* DATA RECORDS:
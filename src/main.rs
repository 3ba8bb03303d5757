//! Issue Scribe process entry point.
//!
//! Loads configuration, wires the Zulip, OpenAI-compatible and YouTrack
//! adapters into the routed handlers and runs the chat loop until Ctrl-C.

use std::sync::Arc;

use secrecy::{ExposeSecret, Secret};
use thiserror::Error;

use issue_scribe::adapters::ai::{HeuristicProvider, OpenAIConfig, OpenAIProvider};
use issue_scribe::adapters::chat::{ZulipClient, ZulipConfig};
use issue_scribe::adapters::storage::InMemoryConversationStore;
use issue_scribe::adapters::tracker::{YouTrackClient, YouTrackConfig};
use issue_scribe::application::{
    ChatRuntime, DialogueSettings, FileIssueHandler, GeneralChatHandler, IssueFlowDialogue,
    MessageHandler, Route, Router, RuntimeError, SupportTriageHandler,
};
use issue_scribe::config::{AppConfig, ConfigError};
use issue_scribe::domain::catalog::{CatalogError, ProjectCatalog};
use issue_scribe::ports::{AIError, AIProvider, ChatError, ChatTransport, TrackerError};

#[derive(Debug, Error)]
enum StartupError {
    #[error(transparent)]
    Config(#[from] ConfigError),

    #[error("Project catalog: {0}")]
    Catalog(#[from] CatalogError),

    #[error("Language model client: {0}")]
    Ai(#[from] AIError),

    #[error("Chat client: {0}")]
    Chat(#[from] ChatError),

    #[error("Tracker client: {0}")]
    Tracker(#[from] TrackerError),

    #[error(transparent)]
    Runtime(#[from] RuntimeError),
}

fn secret(value: &Option<Secret<String>>) -> String {
    value
        .as_ref()
        .map(|s| s.expose_secret().clone())
        .unwrap_or_default()
}

#[tokio::main]
async fn main() -> Result<(), StartupError> {
    let config = AppConfig::load()?;
    config.logging.init().map_err(ConfigError::from)?;
    config.validate().map_err(ConfigError::from)?;

    let catalog = ProjectCatalog::from_yaml_file(&config.conversation.catalog_path)?;
    tracing::info!(
        projects = catalog.len(),
        path = %config.conversation.catalog_path.display(),
        "Loaded project catalog"
    );

    let ai: Arc<dyn AIProvider> = if config.ai.has_api_key() {
        Arc::new(OpenAIProvider::new(
            OpenAIConfig::new(secret(&config.ai.api_key))
                .with_model(config.ai.model.clone())
                .with_base_url(config.ai.base_url.clone())
                .with_timeout(config.ai.timeout())
                .with_max_retries(config.ai.max_retries)
                .with_app_attribution(
                    config.ai.http_referer.clone(),
                    config.ai.app_title.clone(),
                ),
        )?)
    } else {
        tracing::warn!("No AI API key configured; drafting issues heuristically");
        Arc::new(HeuristicProvider::new())
    };

    let chat: Arc<dyn ChatTransport> = Arc::new(ZulipClient::new(ZulipConfig::new(
        config.chat.url.clone(),
        config.chat.email.clone(),
        secret(&config.chat.api_key),
    ))?);

    let store = Arc::new(InMemoryConversationStore::with_limits(
        config.conversation.history_limit,
        config.conversation.idle_ttl_secs,
    ));

    // The retrying adapter call may take up to (retries + 1) timeouts.
    let dialogue_budget = config
        .ai
        .timeout()
        .saturating_mul(config.ai.max_retries.saturating_add(1));
    let dialogue = IssueFlowDialogue::new(ai, Arc::new(catalog)).with_settings(DialogueSettings {
        temperature: config.ai.temperature,
        max_tokens: config.ai.max_tokens,
        call_timeout: dialogue_budget,
    });

    let issues = if config.tracker.is_configured() {
        let tracker = YouTrackClient::new(
            YouTrackConfig::new(config.tracker.url.clone(), secret(&config.tracker.token))
                .with_timeout(config.tracker.timeout()),
        )?;
        FileIssueHandler::new(
            dialogue,
            store,
            Arc::new(tracker),
            Arc::clone(&chat),
            config.tracker.url.clone(),
        )
        .with_tracker_timeout(config.tracker.timeout())
    } else {
        tracing::warn!("Issue tracker URL or token missing; issue requests will be declined");
        FileIssueHandler::without_tracker(dialogue, store, Arc::clone(&chat))
    };

    let issues: Arc<dyn MessageHandler> = Arc::new(issues);
    let triage: Arc<dyn MessageHandler> = Arc::new(SupportTriageHandler::new(Arc::clone(&chat)));
    let general: Arc<dyn MessageHandler> = Arc::new(GeneralChatHandler::new(Arc::clone(&chat)));
    let router = Router::new(&config.chat.email)
        .with_route(
            Route::new(issues)
                .stream(&config.chat.trigger_stream)
                .topic(&config.chat.trigger_topic),
        )
        .with_route(Route::new(triage).stream("support").topic("triage"))
        .with_route(Route::new(general).stream("general").topic("general chat"));

    tracing::info!(
        stream = %config.chat.trigger_stream,
        topic = %config.chat.trigger_topic,
        routes = router.len(),
        model = %config.ai.model,
        "Issue scribe started"
    );

    let report = ChatRuntime::new(chat, router)
        .with_poll_retry(config.chat.poll_retry())
        .run()
        .await?;

    tracing::info!(dispatched = report.dispatched, errors = report.errors, "Issue scribe stopped");
    Ok(())
}
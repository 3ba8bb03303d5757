//! Chat runtime loop.
//!
//! Polls the chat transport, routes each message and dispatches it to its own
//! task, then drains in-flight turns on shutdown. The turn slot of a
//! conversation is reserved before its task is spawned, so turns of one
//! conversation run one at a time in arrival order.

use std::future::Future;
use std::sync::Arc;
use std::time::Duration;

use thiserror::Error;
use tokio::task::JoinSet;

use super::handlers::{TurnError, TurnOutcome};
use super::router::Router;
use super::turn_queue::TurnQueue;
use crate::ports::{ChatError, ChatTransport};

/// Fatal runtime errors.
#[derive(Debug, Error)]
pub enum RuntimeError {
    #[error("Chat transport failed permanently: {0}")]
    Chat(#[from] ChatError),
}

/// Counters reported when the loop stops.
#[derive(Debug, Clone, Copy, Default, PartialEq, Eq)]
pub struct RuntimeReport {
    /// Messages handed to a handler.
    pub dispatched: usize,
    /// Turns that returned an error or panicked.
    pub errors: usize,
}

/// Event loop connecting the chat transport to the routed handlers.
pub struct ChatRuntime {
    chat: Arc<dyn ChatTransport>,
    router: Router,
    turns: TurnQueue,
    poll_retry: Duration,
}

impl ChatRuntime {
    pub fn new(chat: Arc<dyn ChatTransport>, router: Router) -> Self {
        Self {
            chat,
            router,
            turns: TurnQueue::new(),
            poll_retry: Duration::from_secs(5),
        }
    }

    pub fn with_poll_retry(mut self, delay: Duration) -> Self {
        self.poll_retry = delay;
        self
    }

    /// Runs until Ctrl-C.
    pub async fn run(&self) -> Result<RuntimeReport, RuntimeError> {
        self.run_until(async {
            if let Err(err) = tokio::signal::ctrl_c().await {
                tracing::error!(error = %err, "Failed to listen for Ctrl-C");
                std::future::pending::<()>().await;
            }
        })
        .await
    }

    /// Runs until `shutdown` completes, then waits for in-flight turns.
    pub async fn run_until<F>(&self, shutdown: F) -> Result<RuntimeReport, RuntimeError>
    where
        F: Future<Output = ()>,
    {
        tokio::pin!(shutdown);
        let mut tasks: JoinSet<Result<TurnOutcome, TurnError>> = JoinSet::new();
        let mut report = RuntimeReport::default();

        let result = loop {
            let polled = tokio::select! {
                _ = &mut shutdown => {
                    tracing::info!("Shutdown requested");
                    break Ok(());
                }
                Some(joined) = tasks.join_next(), if !tasks.is_empty() => {
                    record(joined, &mut report);
                    continue;
                }
                polled = self.chat.poll_messages() => polled,
            };

            match polled {
                Ok(batch) if batch.is_empty() => tokio::task::yield_now().await,
                Ok(batch) => {
                    for message in batch {
                        let Some(handler) = self.router.route(&message) else {
                            tracing::trace!(message_id = message.id, "No route for message");
                            continue;
                        };
                        let handler = Arc::clone(handler);
                        let mut slot =
                            message.conversation_key().map(|key| self.turns.reserve(&key));
                        tracing::debug!(
                            message_id = message.id,
                            sender = %message.sender_email,
                            handler = handler.name(),
                            "Dispatching message"
                        );
                        report.dispatched += 1;
                        tasks.spawn(async move {
                            if let Some(slot) = slot.as_mut() {
                                slot.ready().await;
                            }
                            let outcome = handler.handle(&message).await;
                            drop(slot);
                            outcome
                        });
                    }
                }
                Err(ChatError::QueueExpired) => continue,
                Err(err) if err.is_transient() => {
                    tracing::warn!(error = %err, retry_in = ?self.poll_retry, "Polling failed");
                    tokio::select! {
                        _ = &mut shutdown => break Ok(()),
                        _ = tokio::time::sleep(self.poll_retry) => {}
                    }
                }
                Err(err) => {
                    tracing::error!(error = %err, "Polling failed permanently");
                    break Err(RuntimeError::Chat(err));
                }
            }
        };

        if !tasks.is_empty() {
            tracing::info!(in_flight = tasks.len(), "Draining in-flight turns");
        }
        while let Some(joined) = tasks.join_next().await {
            record(joined, &mut report);
        }

        tracing::info!(dispatched = report.dispatched, errors = report.errors, "Runtime stopped");
        result.map(|_| report)
    }
}

fn record(
    joined: Result<Result<TurnOutcome, TurnError>, tokio::task::JoinError>,
    report: &mut RuntimeReport,
) {
    match joined {
        Ok(Ok(outcome)) => tracing::debug!(?outcome, "Turn finished"),
        Ok(Err(err)) => {
            report.errors += 1;
            tracing::error!(error = %err, "Turn failed");
        }
        Err(err) => {
            report.errors += 1;
            tracing::error!(error = %err, "Turn task panicked");
        }
    }
}

#[cfg(test)]
mod tests {
    use super::*;
    use crate::adapters::ai::MockAIProvider;
    use crate::adapters::chat::RecordingTransport;
    use crate::adapters::storage::InMemoryConversationStore;
    use crate::adapters::tracker::MockIssueTracker;
    use crate::application::handlers::{
        FileIssueHandler, IssueFlowDialogue, MessageHandler, SupportTriageHandler,
    };
    use crate::application::router::Route;
    use crate::domain::catalog::{ProjectCatalog, ProjectCatalogEntry};
    use crate::ports::{InboundMessage, MessageKind};
    use serde_json::json;

    fn message(id: u64, topic: &str, sender: &str) -> InboundMessage {
        InboundMessage {
            id,
            kind: MessageKind::Stream,
            stream_id: Some(1),
            stream_name: "youtrack".into(),
            topic: topic.into(),
            sender_id: id,
            sender_email: sender.into(),
            sender_name: "Dev".into(),
            content: "Login times out".into(),
            timestamp: 0,
        }
    }

    fn runtime(chat: RecordingTransport, ai: MockAIProvider) -> ChatRuntime {
        let catalog = Arc::new(
            ProjectCatalog::from_entries(vec![
                ProjectCatalogEntry::new("0-1", "APP", "Mobile App", "").unwrap()
            ])
            .unwrap(),
        );
        let chat: Arc<dyn ChatTransport> = Arc::new(chat);
        let issues: Arc<dyn MessageHandler> = Arc::new(FileIssueHandler::new(
            IssueFlowDialogue::new(Arc::new(ai), catalog),
            Arc::new(InMemoryConversationStore::new()),
            Arc::new(MockIssueTracker::default()),
            Arc::clone(&chat),
            "https://tracker.example.com",
        ));
        let triage: Arc<dyn MessageHandler> =
            Arc::new(SupportTriageHandler::new(Arc::clone(&chat)));
        let router = Router::new("bot@example.com")
            .with_route(Route::new(issues).stream("youtrack").topic("create issue"))
            .with_route(Route::new(triage).stream("support").topic("triage"));
        ChatRuntime::new(chat, router).with_poll_retry(Duration::from_millis(10))
    }

    fn ask(reply: &str) -> serde_json::Value {
        json!({"reply": reply, "intent": "ask", "state": {}})
    }

    #[tokio::test]
    async fn dispatches_only_routed_messages_and_drains() {
        let chat = RecordingTransport::new().with_batch(vec![
            message(1, "create issue", "dev@example.com"),
            message(2, "general", "dev@example.com"),
            message(3, "create issue", "bot@example.com"),
        ]);
        let ai = MockAIProvider::new()
            .with_delay(Duration::from_millis(30))
            .with_json(ask("Which project?"));

        let report = runtime(chat.clone(), ai.clone())
            .run_until(tokio::time::sleep(Duration::from_millis(5)))
            .await
            .unwrap();

        assert_eq!(report.dispatched, 1);
        assert_eq!(report.errors, 0);
        assert_eq!(ai.call_count(), 1);
        assert_eq!(chat.last_text().as_deref(), Some("Which project?"));
    }

    #[tokio::test]
    async fn each_route_gets_its_own_handler() {
        let mut triage = message(4, "triage", "ops@example.com");
        triage.stream_name = "support".into();
        triage.content = "urgent: payments failing".into();
        let chat = RecordingTransport::new().with_batch(vec![triage]);
        let ai = MockAIProvider::new();

        let report = runtime(chat.clone(), ai.clone())
            .run_until(tokio::time::sleep(Duration::from_millis(20)))
            .await
            .unwrap();

        assert_eq!(report.dispatched, 1);
        assert_eq!(ai.call_count(), 0);
        assert_eq!(
            chat.last_text().as_deref(),
            Some("Acknowledged: marking as urgent triage.")
        );
    }

    #[tokio::test]
    async fn failed_turns_are_counted() {
        let chat = RecordingTransport::new()
            .with_batch(vec![message(1, "create issue", "dev@example.com")]);
        chat.fail_sends();
        let ai = MockAIProvider::new().with_json(ask("Which project?"));

        let report = runtime(chat, ai)
            .run_until(tokio::time::sleep(Duration::from_millis(20)))
            .await
            .unwrap();

        assert_eq!(report, RuntimeReport { dispatched: 1, errors: 1 });
    }

    #[tokio::test(flavor = "multi_thread", worker_threads = 4)]
    async fn same_sender_burst_reaches_the_model_in_arrival_order() {
        let texts: Vec<String> = (0..6).map(|n| format!("m{n}")).collect();

        for _ in 0..10 {
            let burst = texts
                .iter()
                .enumerate()
                .map(|(n, text)| {
                    let mut msg = message(100 + n as u64, "create issue", "dev@example.com");
                    msg.sender_id = 42;
                    msg.content = text.clone();
                    msg
                })
                .collect();
            let chat = RecordingTransport::new().with_batch(burst);
            let ai = (0..6).fold(MockAIProvider::new(), |ai, n| {
                ai.with_json(ask(&format!("reply {n}")))
            });

            let report = runtime(chat, ai.clone())
                .run_until(tokio::time::sleep(Duration::from_millis(5)))
                .await
                .unwrap();

            assert_eq!(report, RuntimeReport { dispatched: 6, errors: 0 });
            let seen: Vec<String> = ai
                .get_calls()
                .iter()
                .filter_map(|call| call.last_user_text().map(str::to_string))
                .collect();
            assert_eq!(seen, texts);
        }
    }
}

* WHAT YOU WILL DO: Find how many lines of the listing hold "AppConfig" and give the number by itself.

* THE COMPLETED TASK: 2